▶ PROBLEM DESCRIPTION: All lines in the records below with the word "write" must be returned.

▶ Stored data:
-- Opening Marker --
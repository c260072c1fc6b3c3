// SPDX-FileCopyrightText: Copyright © 2020-2025 Serpent OS Developers
//
// SPDX-License-Identifier: MPL-2.0

use clap::Parser;
use crossterm::style::Stylize;
use filewalker::{Config, stub};

pub use filewalker::stub::Error;

#[derive(Debug, Parser)]
#[command(about = "Create a stub source for every header without one")]
pub struct Command {
    #[arg(
        short,
        long,
        default_value_t = false,
        help = "Also list headers whose source already exists"
    )]
    all: bool,
}

pub fn handle(command: Command, config: &Config) -> Result<(), Error> {
    synthesize(config, command.all)
}

pub fn synthesize(config: &Config, list_skipped: bool) -> Result<(), Error> {
    let report = stub::synthesize(config)?;

    for path in &report.created {
        println!("{} {}", "Created".green(), path.display());
    }
    if list_skipped {
        for path in &report.skipped {
            println!("{} {}", "Exists".dim(), path.display());
        }
    }

    println!(
        "{} stubs created, {} already present",
        report.created.len(),
        report.skipped.len()
    );

    Ok(())
}
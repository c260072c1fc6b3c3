// SPDX-FileCopyrightText: Copyright © 2020-2025 Serpent OS Developers
//
// SPDX-License-Identifier: MPL-2.0

use std::path::PathBuf;

use clap::Parser;
use crossterm::style::Stylize;
use filewalker::{
    Config,
    manifest::{self, Verification},
};
use thiserror::Error;

#[derive(Debug, Parser)]
#[command(about = "Generate the SOURCES/HEADERS listing")]
pub struct Command {
    #[arg(
        long,
        default_value_t = false,
        help = "Fail if the listing on disk is missing or stale instead of writing it"
    )]
    check: bool,
}

pub fn handle(command: Command, config: &Config) -> Result<(), Error> {
    let Command { check } = command;

    if check {
        return match manifest::verify(config)? {
            Verification::Match => {
                println!("{} {}", "Up to date".green(), config.output_path.display());
                Ok(())
            }
            verification => Err(Error::Stale {
                path: config.output_path.clone(),
                verification,
            }),
        };
    }

    write(config)
}

pub fn write(config: &Config) -> Result<(), Error> {
    manifest::write(config)?;

    println!("{} {}", "Wrote".green(), config.output_path.display());

    Ok(())
}

#[derive(Debug, Error)]
pub enum Error {
    #[error("generate manifest")]
    Manifest(#[from] manifest::Error),
    #[error("manifest {path:?} is not up to date ({verification:?})")]
    Stale { path: PathBuf, verification: Verification },
}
-- Closing Marker --
▶ YOUR RESPONSE:
    write(config)
pub fn write(config: &Config) -> Result<(), Error> {
    manifest::write(config)?;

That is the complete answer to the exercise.